**What you will do:** Show only those lines of the entries where the string "blockquote" is found.

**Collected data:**
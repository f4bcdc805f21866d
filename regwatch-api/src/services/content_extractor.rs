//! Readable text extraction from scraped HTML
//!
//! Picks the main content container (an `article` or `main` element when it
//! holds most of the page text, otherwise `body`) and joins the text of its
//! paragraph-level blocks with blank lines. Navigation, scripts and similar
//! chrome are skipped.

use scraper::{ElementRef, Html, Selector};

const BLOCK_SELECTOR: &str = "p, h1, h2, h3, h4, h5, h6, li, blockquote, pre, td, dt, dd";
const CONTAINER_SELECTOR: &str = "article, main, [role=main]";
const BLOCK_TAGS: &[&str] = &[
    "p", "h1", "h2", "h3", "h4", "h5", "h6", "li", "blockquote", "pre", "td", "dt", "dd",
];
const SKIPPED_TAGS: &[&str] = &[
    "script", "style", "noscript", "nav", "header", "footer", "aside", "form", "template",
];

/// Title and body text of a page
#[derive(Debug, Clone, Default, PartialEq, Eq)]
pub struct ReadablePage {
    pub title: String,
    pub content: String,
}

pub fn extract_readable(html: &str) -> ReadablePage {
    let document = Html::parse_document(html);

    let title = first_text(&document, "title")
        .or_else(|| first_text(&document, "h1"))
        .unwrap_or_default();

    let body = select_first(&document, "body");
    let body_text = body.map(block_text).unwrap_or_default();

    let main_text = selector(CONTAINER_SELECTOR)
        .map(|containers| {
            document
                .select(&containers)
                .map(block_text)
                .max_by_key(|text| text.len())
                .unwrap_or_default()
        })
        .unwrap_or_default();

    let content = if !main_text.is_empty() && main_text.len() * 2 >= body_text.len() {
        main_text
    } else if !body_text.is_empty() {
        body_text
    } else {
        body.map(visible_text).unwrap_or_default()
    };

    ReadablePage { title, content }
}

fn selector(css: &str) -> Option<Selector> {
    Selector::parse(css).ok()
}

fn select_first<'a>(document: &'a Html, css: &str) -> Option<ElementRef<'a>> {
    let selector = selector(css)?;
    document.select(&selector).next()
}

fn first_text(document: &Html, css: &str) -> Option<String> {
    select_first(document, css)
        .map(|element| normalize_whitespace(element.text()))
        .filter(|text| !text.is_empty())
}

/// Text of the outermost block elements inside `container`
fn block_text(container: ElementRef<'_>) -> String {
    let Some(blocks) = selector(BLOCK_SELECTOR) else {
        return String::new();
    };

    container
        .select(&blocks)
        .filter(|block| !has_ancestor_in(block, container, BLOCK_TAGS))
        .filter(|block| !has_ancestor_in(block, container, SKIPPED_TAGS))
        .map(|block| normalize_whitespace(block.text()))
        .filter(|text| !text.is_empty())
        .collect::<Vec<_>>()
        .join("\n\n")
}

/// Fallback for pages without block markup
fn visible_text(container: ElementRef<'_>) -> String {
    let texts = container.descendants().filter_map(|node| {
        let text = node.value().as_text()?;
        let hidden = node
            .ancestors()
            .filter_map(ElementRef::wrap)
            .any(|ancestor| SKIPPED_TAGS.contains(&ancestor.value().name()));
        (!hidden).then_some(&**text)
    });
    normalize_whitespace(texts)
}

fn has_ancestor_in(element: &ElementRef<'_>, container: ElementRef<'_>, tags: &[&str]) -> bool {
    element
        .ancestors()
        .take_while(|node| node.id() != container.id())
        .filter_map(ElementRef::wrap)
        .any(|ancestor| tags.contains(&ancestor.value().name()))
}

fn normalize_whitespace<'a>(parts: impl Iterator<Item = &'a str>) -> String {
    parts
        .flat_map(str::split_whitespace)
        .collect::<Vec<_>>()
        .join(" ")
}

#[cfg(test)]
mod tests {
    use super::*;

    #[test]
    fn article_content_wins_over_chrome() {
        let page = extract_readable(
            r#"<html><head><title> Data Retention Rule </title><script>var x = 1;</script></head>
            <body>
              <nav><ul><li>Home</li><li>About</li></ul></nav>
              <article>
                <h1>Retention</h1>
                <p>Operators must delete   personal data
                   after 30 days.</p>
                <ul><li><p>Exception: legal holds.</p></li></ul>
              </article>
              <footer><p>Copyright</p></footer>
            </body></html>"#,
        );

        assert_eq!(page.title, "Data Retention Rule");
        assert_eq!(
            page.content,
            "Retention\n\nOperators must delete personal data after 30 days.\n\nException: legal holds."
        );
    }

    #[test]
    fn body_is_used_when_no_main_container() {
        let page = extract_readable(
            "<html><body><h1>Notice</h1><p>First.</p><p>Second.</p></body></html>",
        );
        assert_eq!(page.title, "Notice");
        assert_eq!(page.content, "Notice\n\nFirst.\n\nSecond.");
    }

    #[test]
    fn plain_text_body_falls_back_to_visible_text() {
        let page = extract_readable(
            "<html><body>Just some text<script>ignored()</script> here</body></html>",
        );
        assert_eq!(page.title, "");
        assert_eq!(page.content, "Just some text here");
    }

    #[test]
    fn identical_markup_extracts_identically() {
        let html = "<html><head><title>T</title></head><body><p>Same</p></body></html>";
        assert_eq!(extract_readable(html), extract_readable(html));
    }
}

**Problem solution:**
const BLOCK_SELECTOR: &str = "p, h1, h2, h3, h4, h5, h6, li, blockquote, pre, td, dt, dd";
    "p", "h1", "h2", "h3", "h4", "h5", "h6", "li", "blockquote", "pre", "td", "dt", "dd",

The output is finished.